Но Понграц, будто не слыша, что говорят вокруг, дал знак Маковнику следовать за ним на другой лошади, пришпорил Ватерлоо и умчался стрелой. Красавица лошадь, гордо закинув породистую голову, легко выбрасывала вперед стройные тонкие ноги.
— Конечно! Больше не видать нам графа, — вздохнул Памуткаи. Готов биться об заклад, лошадь воротится домой без всадника! Чует мое сердце, не к добру все это!
Граф Понграц первым делом направился в село Гбела, где жил отставной майор Форгет, с которым он, бывало, сражался, когда затевал военные игры. Старый майор не знал, как объяснить неожиданный визит графа.
— Чем обязан я такому счастью?
— Заехал проститься с вами, майор, как подобает джентльмену, который, отправляясь в долгий путь, на прощание никогда не забудет пожать руку своим старым друзьям, добрым соседям!
— Путешествовать? Хорошее дело! А куда, позвольте полюбопытствовать?
— Никуда. Просто собираюсь немного умереть…
— Э-э, когда это еще будет…
— Завтра.
Майор захохотал, заглянул в лицо Иштвану и основательно ткнул его в бок:
— Что-то не видно у вас на лице печати смерти! Нехорошо так пугать добрых людей. Могли бы с тех пор, как мы не виделись, что-нибудь получше придумать. Тысячу лет не говорили мы с вами, граф!

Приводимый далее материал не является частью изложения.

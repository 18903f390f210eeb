use chrono::{DateTime, Local, Utc};

/// Description the feed uses for the final play of a game.
pub const END_GAME: &str = "END GAME";

#[derive(Debug, Clone, Copy, Default, PartialEq, Eq)]
pub enum GameState {
    Scheduled,
    InProgress,
    Final,
    #[default]
    Unknown,
}

impl GameState {
    pub fn from_wire(state: &str) -> Self {
        match state {
            "pre" => GameState::Scheduled,
            "in" => GameState::InProgress,
            "post" => GameState::Final,
            _ => GameState::Unknown,
        }
    }

    /// Position in the game list: live games first, finished games last.
    fn rank(self) -> u8 {
        match self {
            GameState::InProgress => 0,
            GameState::Scheduled => 1,
            GameState::Unknown => 2,
            GameState::Final => 3,
        }
    }
}

#[derive(Debug, Clone, Default, PartialEq, Eq)]
pub struct TeamSide {
    pub display_name: String,
    pub short_name: String,
    pub abbreviation: String,
    pub score: u32,
}

#[derive(Debug, Clone, Default, PartialEq, Eq)]
pub struct GameSummary {
    pub id: String,
    pub start_time: DateTime<Utc>,
    pub name: String,
    pub short_name: String,
    pub clock: String,
    pub quarter: u32,
    pub drive: String,
    pub last_play: String,
    pub state: GameState,
    pub home: TeamSide,
    pub away: TeamSide,
}

impl GameSummary {
    /// Kickoff in the viewer's timezone, e.g. `01:25pm`.
    pub fn kickoff(&self) -> String {
        self.start_time
            .with_timezone(&Local)
            .format("%I:%M%P")
            .to_string()
    }

    /// First line of a game list entry.
    pub fn title(&self) -> String {
        if self.name.is_empty() {
            format!("{} at {}", self.away.display_name, self.home.display_name)
        } else {
            self.name.clone()
        }
    }

    /// What is happening on the field right now, if the game is live.
    pub fn situation(&self) -> Option<&str> {
        if self.state != GameState::InProgress {
            return None;
        }
        [&self.last_play, &self.drive]
            .into_iter()
            .find(|text| !text.is_empty())
            .map(String::as_str)
    }

    /// Second line of a game list entry.
    pub fn description(&self) -> String {
        if self.state == GameState::Scheduled {
            return format!("Kickoff @ {}", self.kickoff());
        }

        let time = if self.state == GameState::Final {
            "FINAL   ".to_string()
        } else {
            format!("Q{} {:0>5}", self.quarter, self.clock)
        };

        format!(
            "{} | {:>3} {:>2} - {:<2} {:<3}",
            time, self.away.abbreviation, self.away.score, self.home.score, self.home.abbreviation
        )
    }
}

/// Stable sort by game state. Games sharing a state keep their fetch order.
pub fn sort_games(games: &mut [GameSummary]) {
    games.sort_by_key(|game| game.state.rank());
}

#[derive(Debug, Clone, Default, PartialEq, Eq)]
pub struct PlayEntry {
    pub description: String,
    pub away_score: u32,
    pub home_score: u32,
    pub quarter: u32,
    pub clock: String,
    pub start_down_distance: String,
    pub end_down_distance: String,
}

impl PlayEntry {
    pub fn is_end_of_game(&self) -> bool {
        self.description == END_GAME
    }

    /// Down and distance after the play. Scoring plays and kickoffs leave
    /// that empty, so fall back to where the play started.
    pub fn down_distance(&self) -> &str {
        if self.end_down_distance.is_empty() {
            &self.start_down_distance
        } else {
            &self.end_down_distance
        }
    }
}
//! Everything that flows through the event queue, and everything the
//! screens ask the runtime to do in response.

use std::time::Duration;

use chrono::NaiveDate;
use crossterm::event::KeyEvent;

use crate::data::GatewayError;
use crate::game::{GameSummary, PlayEntry};

#[derive(Debug, Clone, Copy, PartialEq, Eq)]
pub enum Screen {
    GameList,
    Feed,
}

/// Visible terminal area in character cells.
#[derive(Debug, Clone, Copy, Default, PartialEq, Eq)]
pub struct Viewport {
    pub width: u16,
    pub height: u16,
}

#[derive(Debug)]
pub enum Message {
    Key(KeyEvent),
    Resize { width: u16, height: u16 },
    Tick { screen: Screen, generation: u64 },
    GamesFetched(Result<Vec<GameSummary>, GatewayError>),
    PlaysFetched {
        game_id: String,
        result: Result<Vec<PlayEntry>, GatewayError>,
    },
}

impl Message {
    /// Fetch completions name the screen that issued them.
    pub fn owner(&self) -> Option<Screen> {
        match self {
            Message::GamesFetched(_) => Some(Screen::GameList),
            Message::PlaysFetched { .. } => Some(Screen::Feed),
            Message::Key(_) | Message::Resize { .. } | Message::Tick { .. } => None,
        }
    }
}

#[derive(Debug, Clone, PartialEq)]
pub enum Command {
    FetchGames { date: NaiveDate },
    FetchPlays { game_id: String },
    ScheduleTick {
        screen: Screen,
        generation: u64,
        after: Duration,
    },
    /// Emitted by the game list; consumed by the coordinator.
    Watch(GameSummary),
    /// Emitted by the feed; consumed by the coordinator.
    ExitWatch,
    Quit,
}
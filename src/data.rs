use std::future::Future;
use std::time::Duration;

use chrono::{DateTime, NaiveDate, NaiveDateTime, Utc};
use reqwest::Client;
use serde::de::DeserializeOwned;
use thiserror::Error;
use tracing::debug;

use crate::game::{GameState, GameSummary, PlayEntry, TeamSide};
use crate::model::{Competitor, Event, FeedItem, FeedPage, ScoreboardResponse};

/// Items requested per play-feed page.
pub const PAGE_SIZE: u32 = 500;

#[derive(Debug, Error)]
pub enum GatewayError {
    #[error("request failed: {0}")]
    Http(#[from] reqwest::Error),

    #[error("malformed response: {0}")]
    Decode(#[from] serde_json::Error),

    #[error("event {event} has {count} competitors, expected one home and one away")]
    Competitors { event: String, count: usize },

    #[error("event {0} has no competition")]
    NoCompetition(String),
}

pub struct DataClient {
    client: Client,
    league: String,
}

impl DataClient {
    pub fn new(league: impl Into<String>, timeout: Duration) -> Result<Self, GatewayError> {
        let client = Client::builder().timeout(timeout).build()?;

        Ok(Self {
            client,
            league: league.into(),
        })
    }

    pub async fn fetch_scoreboard(&self, date: NaiveDate) -> Result<Vec<GameSummary>, GatewayError> {
        let url = format!(
            "https://site.api.espn.com/apis/site/v2/sports/football/{}/scoreboard?dates={}",
            self.league,
            date.format("%Y%m%d")
        );
        let board: ScoreboardResponse = self.get_json(&url).await?;

        board.events.into_iter().map(summarize).collect()
    }

    pub async fn fetch_plays(&self, game_id: &str) -> Result<Vec<PlayEntry>, GatewayError> {
        collect_feed(|page| self.fetch_feed_page(game_id, page)).await
    }

    pub async fn fetch_feed_page(&self, game_id: &str, page: u32) -> Result<FeedPage, GatewayError> {
        let url = format!(
            "https://sports.core.api.espn.com/v2/sports/football/leagues/{league}/events/{id}/competitions/{id}/plays/?limit={PAGE_SIZE}&page={page}",
            league = self.league,
            id = game_id,
        );
        self.get_json(&url).await
    }

    async fn get_json<T: DeserializeOwned>(&self, url: &str) -> Result<T, GatewayError> {
        debug!(url, "fetching");
        let resp = self.client.get(url).send().await?.error_for_status()?;
        let body = resp.text().await?;
        Ok(serde_json::from_str(&body)?)
    }
}

/// Walks every page of a play feed in order and flattens the items.
///
/// Pages are requested one at a time so items stay in feed order. Any failed
/// page fails the whole walk; nothing fetched so far is returned.
pub async fn collect_feed<F, Fut>(mut fetch_page: F) -> Result<Vec<PlayEntry>, GatewayError>
where
    F: FnMut(u32) -> Fut,
    Fut: Future<Output = Result<FeedPage, GatewayError>>,
{
    let first = fetch_page(1).await?;
    let page_count = first.page_count;
    let mut items = first.items;

    for page in 2..=page_count {
        let next = fetch_page(page).await?;
        items.extend(next.items);
    }

    Ok(items.into_iter().map(play_entry).collect())
}

fn play_entry(item: FeedItem) -> PlayEntry {
    PlayEntry {
        description: item.text,
        away_score: item.away_score,
        home_score: item.home_score,
        quarter: item.period.number,
        clock: item.clock.display_value,
        start_down_distance: item.start.down_distance_text,
        end_down_distance: item.end.down_distance_text,
    }
}

fn summarize(event: Event) -> Result<GameSummary, GatewayError> {
    let Event {
        id,
        date,
        name,
        short_name,
        competitions,
    } = event;

    let comp = competitions
        .into_iter()
        .next()
        .ok_or_else(|| GatewayError::NoCompetition(id.clone()))?;
    let (home, away) = home_away(&id, comp.competitors)?;
    let situation = comp.situation.unwrap_or_default();

    Ok(GameSummary {
        start_time: parse_start(&date),
        name,
        short_name,
        clock: comp.status.display_clock,
        quarter: comp.status.period,
        drive: situation.drive.map(|d| d.description).unwrap_or_default(),
        last_play: situation.last_play.map(|p| p.text).unwrap_or_default(),
        state: GameState::from_wire(&comp.status.type_field.state),
        home: team_side(home),
        away: team_side(away),
        id,
    })
}

/// Splits a competition's competitors into `(home, away)`.
///
/// The scoreboard always lists exactly two competitors; anything else, or a
/// pair without one of each side, is treated as a malformed event.
pub fn home_away(
    event: &str,
    competitors: Vec<Competitor>,
) -> Result<(Competitor, Competitor), GatewayError> {
    let count = competitors.len();
    let bad_pair = || GatewayError::Competitors {
        event: event.to_string(),
        count,
    };

    let [first, second]: [Competitor; 2] = competitors.try_into().map_err(|_| bad_pair())?;
    match (first.home_away.as_str(), second.home_away.as_str()) {
        ("home", "away") => Ok((first, second)),
        ("away", "home") => Ok((second, first)),
        _ => Err(bad_pair()),
    }
}

fn team_side(competitor: Competitor) -> TeamSide {
    TeamSide {
        score: competitor
            .score
            .as_deref()
            .and_then(|s| s.trim().parse().ok())
            .unwrap_or(0),
        display_name: competitor.team.display_name,
        short_name: competitor.team.short_display_name,
        abbreviation: competitor.team.abbreviation,
    }
}

/// Scoreboard dates come as `2024-09-08T17:00Z`; full RFC 3339 is accepted too.
fn parse_start(date: &str) -> DateTime<Utc> {
    NaiveDateTime::parse_from_str(date, "%Y-%m-%dT%H:%MZ")
        .map(|naive| naive.and_utc())
        .or_else(|_| DateTime::parse_from_rfc3339(date).map(|dt| dt.with_timezone(&Utc)))
        .unwrap_or_default()
}
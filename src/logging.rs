//! File logging. The terminal belongs to the dashboard, so nothing is ever
//! written to stdout or stderr while it is running.

use tracing_appender::non_blocking::WorkerGuard;
use tracing_appender::rolling::{self, RollingFileAppender};
use tracing_subscriber::{layer::SubscriberExt, util::SubscriberInitExt, EnvFilter};

use crate::config::{LogRotation, LoggingConfig};

const LOG_PREFIX: &str = "nfl-feed.log";

/// Installs the global subscriber.
///
/// Returns the appender guard, which must live until shutdown so buffered
/// lines are flushed. Returns `None`, leaving logging off, when there is
/// nowhere to write.
pub fn init(config: &LoggingConfig) -> Option<WorkerGuard> {
    let dir = config.dir.as_ref()?;
    if std::fs::create_dir_all(dir).is_err() {
        return None;
    }

    let appender: RollingFileAppender = match config.rotation {
        LogRotation::Hourly => rolling::hourly(dir, LOG_PREFIX),
        LogRotation::Daily => rolling::daily(dir, LOG_PREFIX),
        LogRotation::Never => rolling::never(dir, LOG_PREFIX),
    };
    let (writer, guard) = tracing_appender::non_blocking(appender);

    // RUST_LOG wins over the configured level.
    let filter = EnvFilter::try_from_default_env()
        .unwrap_or_else(|_| EnvFilter::new(filter_directive(&config.level)));

    tracing_subscriber::registry()
        .with(filter)
        .with(
            tracing_subscriber::fmt::layer()
                .with_writer(writer)
                .with_ansi(false),
        )
        .init();

    Some(guard)
}

/// Scopes a bare level to this crate so dependencies stay quiet.
fn filter_directive(level: &str) -> String {
    if level.contains('=') || level.contains(',') {
        level.to_string()
    } else {
        format!("nfl_feed={level}")
    }
}

#[cfg(test)]
mod tests {
    use super::*;

    #[test]
    fn test_bare_level_is_scoped_to_crate() {
        assert_eq!(filter_directive("debug"), "nfl_feed=debug");
    }

    #[test]
    fn test_full_directive_passes_through() {
        assert_eq!(
            filter_directive("nfl_feed=trace,reqwest=debug"),
            "nfl_feed=trace,reqwest=debug"
        );
    }

    #[test]
    fn test_no_dir_disables_logging() {
        let config = LoggingConfig {
            dir: None,
            ..LoggingConfig::default()
        };
        assert!(init(&config).is_none());
    }
}
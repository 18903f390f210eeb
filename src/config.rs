//! Runtime configuration.
//!
//! Each setting is resolved in order of precedence:
//! 1. Command-line flags
//! 2. Config file (~/.config/nfl-feed/config.toml)
//! 3. Built-in defaults

use std::path::{Path, PathBuf};
use std::time::Duration;

use anyhow::{bail, Context, Result};
use chrono::{Local, NaiveDate};
use serde::Deserialize;

use crate::Args;

const DEFAULT_LIST_REFRESH_SECS: u64 = 60;
const DEFAULT_FEED_REFRESH_SECS: u64 = 600;
const DEFAULT_REQUEST_TIMEOUT_SECS: u64 = 10;

#[derive(Debug, Clone, Copy, Default, PartialEq, Eq, Deserialize)]
#[serde(rename_all = "kebab-case")]
pub enum League {
    #[default]
    Nfl,
    CollegeFootball,
}

impl League {
    /// Path segment used by the ESPN endpoints.
    pub fn slug(self) -> &'static str {
        match self {
            League::Nfl => "nfl",
            League::CollegeFootball => "college-football",
        }
    }

    pub fn label(self) -> &'static str {
        match self {
            League::Nfl => "NFL",
            League::CollegeFootball => "NCAAF",
        }
    }
}

#[derive(Debug, Clone, Copy, Default, PartialEq, Eq, Deserialize)]
#[serde(rename_all = "lowercase")]
pub enum LogRotation {
    Hourly,
    #[default]
    Daily,
    Never,
}

#[derive(Debug, Clone, PartialEq)]
pub struct LoggingConfig {
    /// Filter directive for this crate: trace, debug, info, warn, error
    pub level: String,
    /// Where log files go. `None` when no cache directory could be found.
    pub dir: Option<PathBuf>,
    pub rotation: LogRotation,
}

impl Default for LoggingConfig {
    fn default() -> Self {
        Self {
            level: "info".to_string(),
            dir: dirs::cache_dir().map(|p| p.join("nfl-feed")),
            rotation: LogRotation::default(),
        }
    }
}

#[derive(Debug, Clone, PartialEq)]
pub struct Config {
    pub league: League,
    /// Day the game list shows. Fixed for the lifetime of the process.
    pub date: NaiveDate,
    pub list_refresh: Duration,
    pub feed_refresh: Duration,
    pub request_timeout: Duration,
    pub logging: LoggingConfig,
}

impl Default for Config {
    fn default() -> Self {
        Self {
            league: League::default(),
            date: Local::now().date_naive(),
            list_refresh: Duration::from_secs(DEFAULT_LIST_REFRESH_SECS),
            feed_refresh: Duration::from_secs(DEFAULT_FEED_REFRESH_SECS),
            request_timeout: Duration::from_secs(DEFAULT_REQUEST_TIMEOUT_SECS),
            logging: LoggingConfig::default(),
        }
    }
}

/// On-disk shape. Every field is optional; missing ones fall back to defaults.
#[derive(Debug, Default, Deserialize)]
#[serde(default, deny_unknown_fields)]
pub struct FileConfig {
    pub league: Option<League>,
    pub list_refresh_secs: Option<u64>,
    pub feed_refresh_secs: Option<u64>,
    pub request_timeout_secs: Option<u64>,
    pub logging: FileLogging,
}

#[derive(Debug, Default, Deserialize)]
#[serde(default, deny_unknown_fields)]
pub struct FileLogging {
    pub level: Option<String>,
    pub dir: Option<PathBuf>,
    pub rotation: Option<LogRotation>,
}

impl Config {
    /// ~/.config/nfl-feed/config.toml
    pub fn config_path() -> Option<PathBuf> {
        dirs::home_dir().map(|p| p.join(".config").join("nfl-feed").join("config.toml"))
    }

    /// Loads the config file (if any) and applies command-line overrides.
    pub fn load(args: &Args) -> Result<Self> {
        let path = args.config.clone().or_else(Self::config_path);
        let file = match path {
            Some(path) => Self::read_file(&path, args.config.is_some())?,
            None => FileConfig::default(),
        };
        Self::resolve(file, args)
    }

    /// A missing file is only an error when it was named explicitly.
    fn read_file(path: &Path, required: bool) -> Result<FileConfig> {
        match std::fs::read_to_string(path) {
            Ok(contents) => toml::from_str(&contents)
                .with_context(|| format!("failed to parse config file {}", path.display())),
            Err(e) if e.kind() == std::io::ErrorKind::NotFound && !required => {
                Ok(FileConfig::default())
            }
            Err(e) => Err(e)
                .with_context(|| format!("failed to read config file {}", path.display())),
        }
    }

    pub fn resolve(file: FileConfig, args: &Args) -> Result<Self> {
        let defaults = Self::default();

        let league = if args.ncaa {
            League::CollegeFootball
        } else {
            file.league.unwrap_or(defaults.league)
        };

        let list_refresh = secs(
            "list refresh interval",
            args.interval.or(file.list_refresh_secs),
            defaults.list_refresh,
        )?;
        let feed_refresh = secs(
            "feed refresh interval",
            args.feed_interval.or(file.feed_refresh_secs),
            defaults.feed_refresh,
        )?;
        let request_timeout = secs(
            "request timeout",
            file.request_timeout_secs,
            defaults.request_timeout,
        )?;

        let logging = LoggingConfig {
            level: args
                .log_level
                .clone()
                .or(file.logging.level)
                .unwrap_or(defaults.logging.level),
            dir: file.logging.dir.or(defaults.logging.dir),
            rotation: file.logging.rotation.unwrap_or(defaults.logging.rotation),
        };

        Ok(Self {
            league,
            date: args.date.unwrap_or(defaults.date),
            list_refresh,
            feed_refresh,
            request_timeout,
            logging,
        })
    }
}

fn secs(name: &str, value: Option<u64>, default: Duration) -> Result<Duration> {
    match value {
        Some(0) => bail!("{name} must be at least one second"),
        Some(secs) => Ok(Duration::from_secs(secs)),
        None => Ok(default),
    }
}

/// Parses `--date` values such as `20240908`.
pub fn parse_date(s: &str) -> Result<NaiveDate, String> {
    NaiveDate::parse_from_str(s, "%Y%m%d").map_err(|e| format!("expected YYYYMMDD: {e}"))
}
//! Error types for linear algebra primitives.

use om_core::OmError;
use thiserror::Error;

#[derive(Error, Debug, Clone, PartialEq)]
pub enum LinalgError {
    #[error("Singular matrix (determinant = {det:e})")]
    Singular { det: f64 },

    #[error("Matrix not positive definite: pivot {pivot} = {value:e}")]
    NotPositiveDefinite { pivot: usize, value: f64 },

    #[error("Matrix not symmetric at ({row}, {col}): difference {diff:e}")]
    NotSymmetric { row: usize, col: usize, diff: f64 },

    #[error("Dimension mismatch: expected {expected}, got {actual}")]
    DimensionMismatch { expected: usize, actual: usize },

    #[error("Decomposition did not converge: {what}")]
    NoConvergence { what: &'static str },
}

pub type LinalgResult<T> = Result<T, LinalgError>;

impl From<LinalgError> for OmError {
    fn from(e: LinalgError) -> Self {
        match e {
            LinalgError::Singular { .. } => OmError::InvalidArg {
                what: "singular matrix",
            },
            LinalgError::NotPositiveDefinite { .. } => OmError::InvalidArg {
                what: "matrix not positive definite",
            },
            LinalgError::NotSymmetric { .. } => OmError::Invariant {
                what: "matrix symmetry",
            },
            LinalgError::DimensionMismatch { .. } => OmError::InvalidArg {
                what: "dimension mismatch",
            },
            LinalgError::NoConvergence { what } => OmError::Invariant { what },
        }
    }
}
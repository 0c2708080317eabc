//! Solver configuration.

use om_core::CancelToken;

use crate::twiss::InitialTwiss;

/// Dimensionality of the closed-orbit search.
#[derive(Clone, Copy, Debug, Default, PartialEq, Eq)]
pub enum SolveMode {
    /// Transverse orbit at a fixed momentum offset.
    #[default]
    FourD,
    /// Full 6D orbit including synchrotron motion (needs RF).
    SixD,
}

impl SolveMode {
    pub fn dimension(self) -> usize {
        match self {
            SolveMode::FourD => 4,
            SolveMode::SixD => 6,
        }
    }

    pub fn as_str(self) -> &'static str {
        match self {
            SolveMode::FourD => "4d",
            SolveMode::SixD => "6d",
        }
    }
}

/// Periodic optics solver configuration.
#[derive(Clone, Debug)]
pub struct OpticsConfig {
    /// Closed-orbit convergence threshold on max |T(X) - X|
    pub tolerance: f64,
    /// Maximum Newton iterations
    pub max_iterations: usize,
    /// Newton step relaxation, in (0, 1]
    pub relaxation: f64,
    pub mode: SolveMode,
    /// Momentum offset δ the 4D orbit is solved at
    pub momentum_offset: f64,
    /// Relative finite-difference step for Jacobians
    pub fd_step: f64,
    /// Off-diagonal x–y block size above which the one-turn map is
    /// treated as coupled
    pub coupling_tolerance: f64,
    /// Required for line topology
    pub initial_twiss: Option<InitialTwiss>,
    pub cancel: Option<CancelToken>,
}

impl Default for OpticsConfig {
    fn default() -> Self {
        Self {
            tolerance: 1e-12,
            max_iterations: 50,
            relaxation: 1.0,
            mode: SolveMode::FourD,
            momentum_offset: 0.0,
            fd_step: 1e-8,
            coupling_tolerance: 1e-9,
            initial_twiss: None,
            cancel: None,
        }
    }
}

impl OpticsConfig {
    pub fn with_initial_twiss(mut self, twiss: InitialTwiss) -> Self {
        self.initial_twiss = Some(twiss);
        self
    }

    pub fn with_cancel(mut self, cancel: CancelToken) -> Self {
        self.cancel = Some(cancel);
        self
    }

    pub(crate) fn is_cancelled(&self) -> bool {
        self.cancel.as_ref().is_some_and(CancelToken::is_cancelled)
    }
}
//! Turn-by-turn particle tracking.
//!
//! Particles are independent: `track` advances them in parallel with rayon
//! while every particle's own turns run strictly in order. Losses at
//! apertures, or to non-finite coordinates, are recorded on the particle
//! and it is not advanced any further.

pub mod config;
pub mod error;
pub mod particle;
pub mod tracker;

pub use config::TrackConfig;
pub use error::TrackError;
pub use particle::{LossReason, ParticleState, TrackParam};
pub use tracker::{TrackResult, track};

— Ну, пожалуй, и еще тысячи четыре лет не будем говорить, — заметил Понграц и, не дожидаясь ответа, крепко пожал майору руку, вскочил на коня и поскакал по дороге на Подзамек. Он решил навестить барона Старвиха, который в это время года жил в Венгрии; большую же часть лета барон проводили в своем австрийском имении в Моравии.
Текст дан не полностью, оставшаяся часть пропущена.